Data Science Asked by Farhang Amaji on July 8, 2021
I want to train a neural network and I want to check its total loss in every 100 epoch but I get the error RuntimeError: CUDA out of memory. Tried to allocate ...
in line #1, sometimes I get this error but this time because I’ve tried big numbers of neuron in hidden layers I think this time this error may be real, even though I tried
torch.cuda.empty_cache()
import gc
gc.collect()
which are codes recommended to fix the error I just mentioned so my question is not how to solve the error as I said this time it may be correct (not really even trying to know if the 3GB GPU capacity is full or not), and I just want to know is there any other way to calculate all train data loss? even with using the loss of batches.
I think another way of asking this question is how to calculate total loss using losses of batches?
btw any other suggestions about my hidden layer sizes are also appreciable because I can’t really even overfit my 400000 samples train dataset.
input_size = 83
skipcolumns= 3
hidden_size = 640
output_size = 12
num_epochs = 10000
batch_size = 20000
learning_rate = .001
n_total_steps=int(len(trainx)/batch_size)+1
def seperator(i,divide,p):
return int((p[1]-p[0])/divide*i+p[0]),int((p[1]-p[0])/divide*(i+1)+p[0])
class NeuralNet(nn.Module):
def __init__(self, input_size, hidden_size, output_size):
super(NeuralNet, self).__init__()
self.input_size = input_size
self.lin = nn.Linear(input_size, hidden_size)

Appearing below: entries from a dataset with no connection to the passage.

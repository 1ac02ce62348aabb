//! Signed free-text messages.
//!
//! A [`SignedMessage`] proves that the holder of a passphrase endorsed a
//! piece of text. The JSON shape (`publicKey`, `signature`, `message`) is
//! what wallets exchange.

use serde::{Deserialize, Serialize};
use thiserror::Error;

use super::keys::{KeyError, PrivateKey, PublicKey};
use super::signatures::{sign, verify, Signature, SignatureError};

#[derive(Debug, Error)]
pub enum MessageError {
    #[error(transparent)]
    Key(#[from] KeyError),

    #[error(transparent)]
    Signature(#[from] SignatureError),

    #[error("invalid message JSON: {0}")]
    Json(#[from] serde_json::Error),
}

#[derive(Debug, Clone, PartialEq, Eq, Serialize, Deserialize)]
#[serde(rename_all = "camelCase")]
pub struct SignedMessage {
    pub public_key: PublicKey,
    pub signature: Signature,
    pub message: String,
}

impl SignedMessage {
    pub fn sign(message: &str, passphrase: &str) -> Result<Self, MessageError> {
        let key = PrivateKey::from_passphrase(passphrase)?;
        let signature = sign(message.as_bytes(), &key)?;
        Ok(Self {
            public_key: key.public_key(),
            signature,
            message: message.to_string(),
        })
    }

    pub fn verify(&self) -> bool {
        verify(self.message.as_bytes(), &self.signature, &self.public_key)
    }

    pub fn to_json(&self) -> Result<String, MessageError> {
        Ok(serde_json::to_string(self)?)
    }

    pub fn from_json(json: &str) -> Result<Self, MessageError> {
        Ok(serde_json::from_str(json)?)
    }
}

#[cfg(test)]
mod tests {
    use super::*;

    #[test]
    fn test_sign_and_verify_message() {
        let msg = SignedMessage::sign("Hello World", "this is a top secret passphrase").unwrap();
        assert_eq!(
            msg.public_key.to_hex(),
            "034151a3ec46b5670a682b0a63394f863587d1bc97483b1b6c70eb58e7f0aed192"
        );
        assert!(msg.verify());
    }

    #[test]
    fn test_tampered_message_fails() {
        let mut msg = SignedMessage::sign("Hello World", "secret").unwrap();
        msg.message.push('!');
        assert!(!msg.verify());
    }

    #[test]
    fn test_json_roundtrip() {
        let msg = SignedMessage::sign("Hello World", "secret").unwrap();
        let json = msg.to_json().unwrap();
        assert!(json.contains("\"publicKey\""));
        let back = SignedMessage::from_json(&json).unwrap();
        assert_eq!(back, msg);
        assert!(back.verify());
    }
}
//! # Hashing Utilities
//!
//! The three digests the ledger protocol uses:
//!
//! - **SHA-256** — transaction identity and the ECDSA message digest.
//! - **double SHA-256** — base-58-check checksums.
//! - **RIPEMD-160** — address hashes, taken directly over the 33-byte
//!   compressed public key.

use ripemd::Ripemd160;
use sha2::{Digest, Sha256};

/// Compute the SHA-256 hash of the input data.
///
/// # Example
///
/// ```
/// use ark_protocol::crypto::sha256;
///
/// let hash = sha256(b"ledger");
/// assert_eq!(hash.len(), 32);
/// ```
pub fn sha256(data: &[u8]) -> [u8; 32] {
    let mut hasher = Sha256::new();
    hasher.update(data);
    hasher.finalize().into()
}

/// `SHA-256(SHA-256(data))`.
pub fn double_sha256(data: &[u8]) -> [u8; 32] {
    sha256(&sha256(data))
}

/// Compute the RIPEMD-160 hash of the input data.
pub fn ripemd160(data: &[u8]) -> [u8; 20] {
    let mut hasher = Ripemd160::new();
    hasher.update(data);
    let mut output = [0u8; 20];
    output.copy_from_slice(&hasher.finalize());
    output
}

self.relu = torch.nn.ReLU()
self.leakyrelu =nn.LeakyReLU(negative_slope=0.01, inplace=False)
self.l2 = nn.Linear(hidden_size, hidden_size)

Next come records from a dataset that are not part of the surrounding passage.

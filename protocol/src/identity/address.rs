//! # Addresses
//!
//! An address is a version byte plus the RIPEMD-160 digest of a compressed
//! public key. It has two representations that must never be confused:
//!
//! ```text
//! wire (inside transactions):  version(1) || hash(20)                        21 bytes
//! text (humans, JSON):         base58(version || hash || sha256d(..)[..4])   ~34 chars
//! ```
//!
//! The wire form carries no checksum. The transaction signature already
//! covers those bytes, so a second integrity check would be redundant.

use serde::{Deserialize, Deserializer, Serialize, Serializer};
use std::fmt;
use std::str::FromStr;
use thiserror::Error;

use crate::config::{Network, ADDRESS_HASH_LENGTH, ADDRESS_WIRE_LENGTH};
use crate::crypto::encoding::{base58check_decode, base58check_encode, EncodingError};
use crate::crypto::hash::ripemd160;
use crate::crypto::keys::{KeyError, PublicKey};

// ---------------------------------------------------------------------------
// Errors
// ---------------------------------------------------------------------------

#[derive(Debug, Clone, PartialEq, Eq, Error)]
pub enum AddressError {
    /// Bad base-58 text or checksum mismatch.
    #[error("address decode error: {0}")]
    Encoding(#[from] EncodingError),

    #[error("invalid address length: expected {expected} bytes, got {got}")]
    InvalidLength { expected: usize, got: usize },

    #[error(transparent)]
    Key(#[from] KeyError),
}

// ---------------------------------------------------------------------------
// Address
// ---------------------------------------------------------------------------

/// A (version, 20-byte hash) pair.
///
/// # Examples
///
/// ```
/// use ark_protocol::identity::Address;
///
/// let address: Address = "AXoXnFi4z1Z6aFvjEYkDVCtBGW2PaRiM25".parse().unwrap();
/// assert_eq!(address.version(), 0x17);
/// assert_eq!(address.to_string(), "AXoXnFi4z1Z6aFvjEYkDVCtBGW2PaRiM25");
/// ```
#[derive(Clone, Copy, PartialEq, Eq, Hash, PartialOrd, Ord)]
pub struct Address {
    version: u8,
    hash: [u8; ADDRESS_HASH_LENGTH],
}

impl Address {
    pub const fn new(version: u8, hash: [u8; ADDRESS_HASH_LENGTH]) -> Self {
        Self { version, hash }
    }

    pub fn version(&self) -> u8 {
        self.version
    }

    pub fn hash(&self) -> &[u8; ADDRESS_HASH_LENGTH] {
        &self.hash
    }

    /// The network this address belongs to, if its version byte is known.
    pub fn network(&self) -> Option<Network> {
        Network::from_address_version(self.version)
    }

    /// `hash = RIPEMD-160(compressed public key)`.
    pub fn from_public_key(public_key: &PublicKey, version: u8) -> Self {
        Self::new(version, ripemd160(public_key.as_bytes()))
    }

    pub fn from_passphrase(passphrase: &str, network: Network) -> Result<Self, AddressError> {
        let public_key = PublicKey::from_passphrase(passphrase)?;
        Ok(Self::from_public_key(&public_key, network.address_version()))
    }

    pub fn to_base58check(&self) -> String {
        base58check_encode(&self.to_wire_bytes())
    }

    /// Decodes the text form, verifying the checksum.
    pub fn from_base58check(text: &str) -> Result<Self, AddressError> {
        let payload = base58check_decode(text)?;
        Self::from_wire_bytes(&payload)
    }

    /// The checksum-free 21-byte form used inside transaction payloads.
    pub fn to_wire_bytes(&self) -> [u8; ADDRESS_WIRE_LENGTH] {
        let mut out = [0u8; ADDRESS_WIRE_LENGTH];
        out[0] = self.version;
        out[1..].copy_from_slice(&self.hash);
        out
    }

    pub fn from_wire_bytes(bytes: &[u8]) -> Result<Self, AddressError> {
        if bytes.len() != ADDRESS_WIRE_LENGTH {
            return Err(AddressError::InvalidLength {
                expected: ADDRESS_WIRE_LENGTH,
                got: bytes.len(),
            });
        }
        let mut hash = [0u8; ADDRESS_HASH_LENGTH];
        hash.copy_from_slice(&bytes[1..]);
        Ok(Self::new(bytes[0], hash))
    }
}

/// `true` if `text` decodes with a valid checksum and, when a network is
/// given, carries that network's version byte.
pub fn validate_address(text: &str, network: Option<Network>) -> bool {
    match Address::from_base58check(text) {
        Ok(address) => network.map_or(true, |n| address.version == n.address_version()),
        Err(_) => false,
    }
}

impl fmt::Display for Address {
    fn fmt(&self, f: &mut fmt::Formatter<'_>) -> fmt::Result {
        f.write_str(&self.to_base58check())
    }
}

impl fmt::Debug for Address {
    fn fmt(&self, f: &mut fmt::Formatter<'_>) -> fmt::Result {
        write!(f, "Address({})", self.to_base58check())
    }
}

impl FromStr for Address {
    type Err = AddressError;

    fn from_str(s: &str) -> Result<Self, Self::Err> {
        Self::from_base58check(s)
    }
}

impl Serialize for Address {
    fn serialize<S: Serializer>(&self, serializer: S) -> Result<S::Ok, S::Error> {
        serializer.serialize_str(&self.to_base58check())
    }
}

impl<'de> Deserialize<'de> for Address {
    fn deserialize<D: Deserializer<'de>>(deserializer: D) -> Result<Self, D::Error> {
        let s = String::deserialize(deserializer)?;
        Self::from_base58check(&s).map_err(serde::de::Error::custom)
    }
}

// ---------------------------------------------------------------------------
// Tests
// ---------------------------------------------------------------------------
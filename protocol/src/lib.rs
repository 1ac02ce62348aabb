// Copyright (c) 2026 Ark Ecosystem. MIT License.
// See LICENSE for details.

//! # Ark Protocol — Core Library
//!
//! Offline transaction tooling for Ark-style ledgers: build a transaction,
//! encode it to the packed wire format, sign it with secp256k1 keys derived
//! from passphrases, and verify it on the other side.
//!
//! ## Architecture
//!
//! - **config** — Protocol constants, network presets and builder defaults.
//! - **crypto** — Hashing, base-58, keys, ECDSA signatures, signed messages.
//! - **identity** — Addresses in their text and wire forms.
//! - **transaction** — The transaction model, codec, builder and signing.
//!
//! ## Example
//!
//! ```rust
//! use ark_protocol::transaction::{build_transfer, Transaction, TransactionBuilder};
//!
//! let recipient = "AXoXnFi4z1Z6aFvjEYkDVCtBGW2PaRiM25".parse().unwrap();
//! let draft = TransactionBuilder::transfer(133_380_000_000, recipient)
//!     .nonce(5)
//!     .vendor_field("This is a transaction from Go")
//!     .build();
//! let tx = build_transfer(draft, "This is a top secret passphrase", None).unwrap();
//!
//! let wire = tx.to_hex().unwrap();
//! let received = Transaction::from_hex(&wire).unwrap();
//! assert!(received.verify());
//! assert_eq!(received.id().unwrap(), tx.id().unwrap());
//! ```
//!
//! The library logs through `tracing` and never installs a subscriber.

pub mod config;
pub mod crypto;
pub mod identity;
pub mod transaction;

self.l3 = nn.Linear(hidden_size, hidden_size)
self.l4 = nn.Linear(hidden_size, hidden_size)
self.l5 = nn.Linear(hidden_size, hidden_size)
self.l6 = nn.Linear(hidden_size, hidden_size)
self.lout = nn.Linear(hidden_size, output_size)
def forward(self, x):
# out = self.relu(out)
# out = torch.sigmoid(out)
out = self.lin(x)
out = self.leakyrelu(out)
out = self.l2(out)
out = self.leakyrelu(out)
out = self.l3(out)
out = self.leakyrelu(out)
# out = self.l4(out)
# out = self.leakyrelu(out)
# out = self.l5(out)
# out = self.leakyrelu(out)
# out = self.l6(out)
# out = self.leakyrelu(out)
out = self.lout(out)
# no activation and no softmax at the end
return out
# Loss and optimizer
criterion = nn.MSELoss()
model = NeuralNet(input_size, hidden_size, output_size).to(device)
optimizer = torch.optim.Adam(model.parameters(), lr=learning_rate)
tti=time.time()
for epoch in range(num_epochs):
for btch in range(n_total_steps):
stind,endind=seperator(btch,n_total_steps,[0,len(trainx)])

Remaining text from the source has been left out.